Frontline Foods works exactly the same way as Meals for Meds. Diners can give money directly to participating restaurants of their choice through Frontline Foods' website (for now, diners can still use the Meals for Meds site, though the idea is for that to be phased out). That money goes to the restaurant of choice and is used to pay for their costs in providing food to health care workers.

The partnership with Frontline Foods frees up Perkins and Brown from the daily management of getting funding to restaurants and food to hospitals. Now team leaders, the two are more like liaisons with the national organization. But it's not just a logistical benefit for Perkins and Brown. As Perkins explains, many donors had been asking about things such as tax benefits, but because the group was just a collective of for-profit businesses, they could not offer such a benefit. Now, donors are eligible for that tax benefit. Additionally, the partnership benefits restaurants, because Frontline Foods can process donations much quicker. Participants are usually compensated for expenses by the next day.

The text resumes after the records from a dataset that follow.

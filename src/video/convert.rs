//! Pixel format conversion
//!
//! V4L2 devices deliver packed YUYV 4:2:2; the H.264 encoder wants planar
//! I420 (YUV 4:2:0).

use crate::error::{AppError, Result};

/// YUV420P buffer with separate Y, U, V planes
pub struct Yuv420pBuffer {
    data: Vec<u8>,
    width: u32,
    height: u32,
    u_offset: usize,
    v_offset: usize,
}

impl Yuv420pBuffer {
    pub fn new(width: u32, height: u32) -> Self {
        let y_size = (width * height) as usize;
        let uv_size = y_size / 4;

        Self {
            data: vec![0u8; yuv420p_buffer_size(width, height)],
            width,
            height,
            u_offset: y_size,
            v_offset: y_size + uv_size,
        }
    }

    pub fn as_bytes(&self) -> &[u8] {
        &self.data
    }

    pub fn dimensions(&self) -> (u32, u32) {
        (self.width, self.height)
    }
}

#[cfg(test)]
impl Yuv420pBuffer {
    fn y_plane(&self) -> &[u8] {
        &self.data[..self.u_offset]
    }

    fn u_plane(&self) -> &[u8] {
        &self.data[self.u_offset..self.v_offset]
    }

    fn v_plane(&self) -> &[u8] {
        &self.data[self.v_offset..]
    }
}

/// YUYV → I420 converter with a reused output buffer.
///
/// Chroma is averaged over each pair of rows. Width and height must be even.
pub struct YuyvConverter {
    width: usize,
    height: usize,
    output: Yuv420pBuffer,
}

impl YuyvConverter {
    pub fn new(width: u32, height: u32) -> Result<Self> {
        if width == 0 || height == 0 || width % 2 != 0 || height % 2 != 0 {
            return Err(AppError::Capture(format!(
                "YUYV conversion needs even, non-zero dimensions (got {}x{})",
                width, height
            )));
        }

        Ok(Self {
            width: width as usize,
            height: height as usize,
            output: Yuv420pBuffer::new(width, height),
        })
    }

    /// Convert one frame and return the I420 output
    pub fn convert(&mut self, yuyv: &[u8]) -> Result<&Yuv420pBuffer> {
        let expected = yuyv_buffer_size(self.width as u32, self.height as u32);
        if yuyv.len() < expected {
            return Err(AppError::Capture(format!(
                "Input buffer too small: {} < {}",
                yuyv.len(),
                expected
            )));
        }

        let width = self.width;
        let y_size = width * self.height;
        let half_width = width / 2;

        let (y_plane, uv_planes) = self.output.data.split_at_mut(y_size);
        let (u_plane, v_plane) = uv_planes.split_at_mut(y_size / 4);

        for row in (0..self.height).step_by(2) {
            let src0 = row * width * 2;
            let src1 = (row + 1) * width * 2;
            let dst0 = row * width;
            let dst1 = (row + 1) * width;
            let uv_row = (row / 2) * half_width;

            for col in (0..width).step_by(2) {
                let p0 = src0 + col * 2;
                let p1 = src1 + col * 2;

                // YUYV: Y0, U, Y1, V
                y_plane[dst0 + col] = yuyv[p0];
                y_plane[dst0 + col + 1] = yuyv[p0 + 2];
                y_plane[dst1 + col] = yuyv[p1];
                y_plane[dst1 + col + 1] = yuyv[p1 + 2];

                let uv = uv_row + col / 2;
                u_plane[uv] = ((yuyv[p0 + 1] as u16 + yuyv[p1 + 1] as u16) / 2) as u8;
                v_plane[uv] = ((yuyv[p0 + 3] as u16 + yuyv[p1 + 3] as u16) / 2) as u8;
            }
        }

        Ok(&self.output)
    }
}

/// YUV420P buffer size for a resolution
pub fn yuv420p_buffer_size(width: u32, height: u32) -> usize {
    let pixels = (width * height) as usize;
    pixels + pixels / 2
}

/// YUYV buffer size for a resolution
pub fn yuyv_buffer_size(width: u32, height: u32) -> usize {
    (width * height * 2) as usize
}

#[cfg(test)]
mod tests {
    use super::*;

    #[test]
    fn test_yuv420p_buffer_creation() {
        let buffer = Yuv420pBuffer::new(1280, 720);
        assert_eq!(buffer.as_bytes().len(), yuv420p_buffer_size(1280, 720));
        assert_eq!(buffer.y_plane().len(), 1280 * 720);
        assert_eq!(buffer.u_plane().len(), 1280 * 720 / 4);
        assert_eq!(buffer.v_plane().len(), 1280 * 720 / 4);
    }

    #[test]
    fn test_yuyv_to_i420() {
        let mut converter = YuyvConverter::new(2, 2).unwrap();

        // Two rows of Y0 U Y1 V
        let yuyv = [10, 100, 20, 200, 30, 110, 40, 210];
        let out = converter.convert(&yuyv).unwrap();

        assert_eq!(out.y_plane(), &[10, 20, 30, 40]);
        assert_eq!(out.u_plane(), &[105]);
        assert_eq!(out.v_plane(), &[205]);
    }

    #[test]
    fn test_rejects_short_input_and_odd_sizes() {
        let mut converter = YuyvConverter::new(4, 4).unwrap();
        assert!(converter.convert(&[0u8; 16]).is_err());
        assert_eq!(converter.output.as_bytes().len(), 24);

        assert!(YuyvConverter::new(3, 2).is_err());
        assert!(YuyvConverter::new(0, 0).is_err());
    }
}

"The infrastructure they have allows us to do so much more than our Google Drive and shared documents," Brown explains. "The amount of volunteers they have and their ability to teach people their technology on a national basis is very well supported."

As Perkins sees it, Meals for Meds' partnership with Frontline Foods guarantees the initiative's longevity by formalizing it and making it possible for it to grow, even as he and Brown's ability to manage it diminishes. He feels that formalization is important because of the potential for a resurgence of the virus, or even the next global pandemic, whatever that will look like.

"I expect next fall, winter, spring — God forbid — we will have round two," Perkins says. "We're planning for next season. If we have systems in place, we. have four, five or six months to home in on how this works and build a funding mechanism. That will allow us to get some money banked so that when this comes back around, we can reactivate it.